Figure 9: Radiation arrangements. (a): 5 GHz for x-z plane; (b): 5 GHz for y-z plane; (c): 6.5 GHz for x-z plane; (d): 6.5 GHz for y-z plane.

Furthermore, the cross-polarization levels are lower than 18 dB across the bandwidth because of the inhibition of unwanted modes as shown in the characteristic mode analysis procedure. The correlation of the act of the suggested antenna and several other linearly polarized metasurface antennas are illustrated in Table 2.

Antenna structures Size (λ03) -10 dB |S11| BW (%) Efficiency Boresight gain (dBi)
Ref (5)
Ref (11)
Ref (14)
Ref (21)
Suggested antenna
1.1 × 1.1 × 0.061
0.88 × 0.88 × 0.069
1.05 × 1.05 × 0.06
0.72 × 0.72 × 0.075
0.95 × 0.95 × 0.057

Table 2. Correlation of the act of the suggested antenna and novel dual-layer wideband patch antennas utilizing metasurface.


A broadband low-profile linearly polarized patch antenna utilizing metasurface for 5- GHz WiFi procedure has been introduced examined and analytically substantiated.
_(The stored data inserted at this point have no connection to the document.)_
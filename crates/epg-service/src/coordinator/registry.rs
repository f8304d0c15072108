use std::collections::HashMap;
use std::fmt;
use std::hash::Hash;
use std::sync::{Arc, Mutex, MutexGuard, PoisonError};

use futures::channel::oneshot;
use futures::future::{FutureExt, Shared};

use crate::utils::futures::CallOnDrop;

type CompletionChannel<T> = Shared<oneshot::Receiver<T>>;
type FlightMap<K, T> = Arc<Mutex<HashMap<K, CompletionChannel<T>>>>;

/// Tracks the keys that currently have a computation in flight.
///
/// Every in-flight key has exactly one [`OwnerTicket`]. Everyone else interested in the key gets
/// a clone of its [`Completion`], which resolves once the owner completes (or drops) the ticket.
/// Notification is per key, so completing one key never wakes callers waiting on another.
pub struct InFlightRegistry<K, T> {
    flights: FlightMap<K, T>,
}

impl<K, T> Clone for InFlightRegistry<K, T> {
    fn clone(&self) -> Self {
        Self {
            flights: Arc::clone(&self.flights),
        }
    }
}

impl<K, T> Default for InFlightRegistry<K, T> {
    fn default() -> Self {
        Self {
            flights: Default::default(),
        }
    }
}

impl<K, T> fmt::Debug for InFlightRegistry<K, T> {
    fn fmt(&self, f: &mut fmt::Formatter<'_>) -> fmt::Result {
        let in_flight = self.flights.try_lock().map(|f| f.len()).unwrap_or_default();
        f.debug_struct("InFlightRegistry")
            .field("in_flight", &in_flight)
            .finish()
    }
}

/// The result of [`InFlightRegistry::enter`].
pub enum Flight<T: Clone> {
    /// The key was not in flight, the caller is now responsible for completing it.
    Owner {
        ticket: OwnerTicket<T>,
        completion: Completion<T>,
    },
    /// The key was already in flight, the caller can wait for its completion.
    Follower(Completion<T>),
}

impl<K, T> InFlightRegistry<K, T>
where
    K: Eq + Hash + Clone + Send + 'static,
    T: Clone + Send + Sync + 'static,
{
    pub fn new() -> Self {
        Self::default()
    }

    fn lock(&self) -> MutexGuard<'_, HashMap<K, CompletionChannel<T>>> {
        // A panic while holding the lock cannot leave the map half-updated.
        self.flights.lock().unwrap_or_else(PoisonError::into_inner)
    }

    /// Atomically checks whether `key` is in flight and registers it if it is not.
    pub fn enter(&self, key: K) -> Flight<T> {
        let mut flights = self.lock();
        if let Some(channel) = flights.get(&key) {
            return Flight::Follower(Completion(channel.clone()));
        }

        let (sender, receiver) = oneshot::channel();
        let channel = receiver.shared();

        let release = {
            let flights = Arc::clone(&self.flights);
            let key = key.clone();
            CallOnDrop::new(move || {
                flights
                    .lock()
                    .unwrap_or_else(PoisonError::into_inner)
                    .remove(&key);
            })
        };

        let evicted = flights.insert(key, channel.clone());
        debug_assert!(evicted.is_none());

        Flight::Owner {
            ticket: OwnerTicket { release, sender },
            completion: Completion(channel),
        }
    }

    /// Returns `true` if `key` is currently in flight.
    pub fn contains(&self, key: &K) -> bool {
        self.lock().contains_key(key)
    }

    /// The number of keys currently in flight.
    pub fn len(&self) -> usize {
        self.lock().len()
    }

    pub fn is_empty(&self) -> bool {
        self.lock().is_empty()
    }
}

/// Proof of ownership of an in-flight key.
///
/// Completing the ticket removes the key from the registry and then wakes all waiters.
/// Dropping the ticket without completing it removes the key as well, and the waiters observe
/// an abandoned flight.
pub struct OwnerTicket<T> {
    // Fields drop in declaration order: the key must be gone before the sender wakes anyone.
    release: CallOnDrop,
    sender: oneshot::Sender<T>,
}

impl<T> OwnerTicket<T> {
    /// Finishes the flight with `value`.
    pub fn complete(self, value: T) {
        let Self { release, sender } = self;
        // Evict from the map before waking anyone. This ensures that callers either
        // get a channel that will receive data, or they create a new channel.
        drop(release);
        sender.send(value).ok();
    }
}

impl<T> fmt::Debug for OwnerTicket<T> {
    fn fmt(&self, f: &mut fmt::Formatter<'_>) -> fmt::Result {
        f.debug_struct("OwnerTicket").finish_non_exhaustive()
    }
}

/// Resolves once the flight for a key has completed.
#[derive(Clone)]
pub struct Completion<T: Clone>(CompletionChannel<T>);

impl<T: Clone> Completion<T> {
    /// Waits for the owner to complete the flight.
    ///
    /// Returns `None` if the owner dropped its ticket without completing it.
    pub async fn wait(self) -> Option<T> {
        self.0.await.ok()
    }
}

impl<T: Clone> fmt::Debug for Completion<T> {
    fn fmt(&self, f: &mut fmt::Formatter<'_>) -> fmt::Result {
        f.debug_tuple("Completion").finish()
    }
}
use std::collections::BTreeMap;
use std::env;
use std::fmt;
use std::fs;
use std::num::NonZeroUsize;
use std::path::{Path, PathBuf};
use std::thread;
use std::time::Duration;

use anyhow::{Context, Result};
use serde::{Deserialize, Deserializer, de};
use tracing::level_filters::LevelFilter;

/// Controls the log format
#[derive(Clone, Copy, Debug, Eq, PartialEq, Deserialize)]
#[serde(rename_all = "lowercase")]
pub enum LogFormat {
    /// Auto detect (pretty for tty, simplified for other)
    Auto,
    /// With colors
    Pretty,
    /// Simplified log output
    Simplified,
    /// Dump out JSON lines
    Json,
}

/// Controls the logging system.
#[derive(Clone, Debug, Deserialize)]
#[serde(default)]
pub struct Logging {
    /// The log level for the service.
    #[serde(deserialize_with = "deserialize_level_filter")]
    pub level: LevelFilter,
    /// Controls the log format.
    pub format: LogFormat,
    /// When set to true, backtraces are forced on.
    pub enable_backtraces: bool,
}

impl Default for Logging {
    fn default() -> Self {
        Logging {
            level: LevelFilter::INFO,
            format: LogFormat::Auto,
            enable_backtraces: true,
        }
    }
}

/// Control the metrics.
#[derive(Clone, Debug, Deserialize)]
#[serde(default)]
pub struct Metrics {
    /// host/port of statsd instance
    pub statsd: Option<String>,
    /// The prefix that should be added to all metrics.
    pub prefix: String,
    /// A map containing custom tags and their values.
    ///
    /// These tags will be appended to every metric.
    pub custom_tags: BTreeMap<String, String>,
}

impl Default for Metrics {
    fn default() -> Self {
        Metrics {
            statsd: env::var("STATSD_SERVER").ok(),
            prefix: "epg".into(),
            custom_tags: BTreeMap::new(),
        }
    }
}

/// Sizing of the pool that runs fetches.
#[derive(Clone, Copy, Debug, Deserialize, Eq, PartialEq)]
#[serde(default)]
pub struct WorkerPoolConfig {
    /// A fixed number of concurrent fetches.
    ///
    /// When unset, the size is derived from the available hardware parallelism.
    pub size: Option<usize>,
    /// The multiple of the available hardware parallelism used when `size` is unset.
    pub parallelism_factor: usize,
}

impl Default for WorkerPoolConfig {
    fn default() -> Self {
        Self {
            size: None,
            parallelism_factor: 2,
        }
    }
}

impl WorkerPoolConfig {
    /// The number of fetches the pool runs concurrently, at least `1`.
    pub fn effective_size(&self) -> usize {
        let size = self.size.unwrap_or_else(|| {
            let parallelism = thread::available_parallelism().map_or(1, NonZeroUsize::get);
            parallelism * self.parallelism_factor
        });
        size.max(1)
    }
}

#[derive(Clone, Debug, Deserialize)]
#[serde(default)]
pub struct Config {
    /// Which directory to use for the file-system cache store.
    ///
    /// When unset, schedules are only kept in memory.
    pub cache_dir: Option<PathBuf>,

    /// Maximum number of schedules kept by the in-memory cache store.
    ///
    /// Zero is treated as one.
    pub in_memory_capacity: u64,

    /// The upper limit for a single fetch.
    #[serde(with = "humantime_serde")]
    pub fetch_timeout: Duration,

    /// Sizing of the fetch worker pool.
    pub worker_pool: WorkerPoolConfig,

    /// Configuration for internal logging.
    pub logging: Logging,

    /// Configuration for reporting metrics to a statsd instance.
    pub metrics: Metrics,
}

impl Default for Config {
    fn default() -> Self {
        Config {
            cache_dir: None,
            in_memory_capacity: 10_000,
            fetch_timeout: Duration::from_secs(60),
            worker_pool: WorkerPoolConfig::default(),
            logging: Logging::default(),
            metrics: Metrics::default(),
        }
    }
}

impl Config {
    pub fn get(path: Option<&Path>) -> Result<Self> {
        match path {
            Some(path) => Self::from_reader(
                fs::File::open(path).context("failed to open configuration file")?,
            ),
            None => Ok(Config::default()),
        }
    }

    fn from_reader(mut reader: impl std::io::Read) -> Result<Self> {
        let mut config = String::new();
        reader
            .read_to_string(&mut config)
            .context("failed reading config file")?;
        // check for empty files explicitly
        if config.trim().is_empty() {
            anyhow::bail!("config file empty");
        }
        serde_yaml::from_str(&config).context("failed to parse config YAML")
    }
}

#[derive(Debug)]
struct LevelFilterVisitor;

impl de::Visitor<'_> for LevelFilterVisitor {
    type Value = LevelFilter;

    fn expecting(&self, formatter: &mut fmt::Formatter) -> std::fmt::Result {
        write!(
            formatter,
            r#"one of the strings "off", "error", "warn", "info", "debug", or "trace""#
        )
    }

    fn visit_str<E>(self, v: &str) -> Result<Self::Value, E>
    where
        E: de::Error,
    {
        match v {
            "off" => Ok(LevelFilter::OFF),
            "error" => Ok(LevelFilter::ERROR),
            "warn" => Ok(LevelFilter::WARN),
            "info" => Ok(LevelFilter::INFO),
            "debug" => Ok(LevelFilter::DEBUG),
            "trace" => Ok(LevelFilter::TRACE),
            _ => Err(de::Error::unknown_variant(
                v,
                &["off", "error", "warn", "info", "debug", "trace"],
            )),
        }
    }
}

fn deserialize_level_filter<'de, D: Deserializer<'de>>(
    deserializer: D,
) -> Result<LevelFilter, D::Error> {
    deserializer.deserialize_str(LevelFilterVisitor)
}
The adopted coaxial probe supplier is simple to manufacture and match. CMA of the antenna construction has presented a good interpretation and description of the mechanism of action involving wideband procedure and the radiation peculiarity. The characteristic mode analysis is procedure can additionally be protracted to other patch antenna utilizing the coaxial probe feed.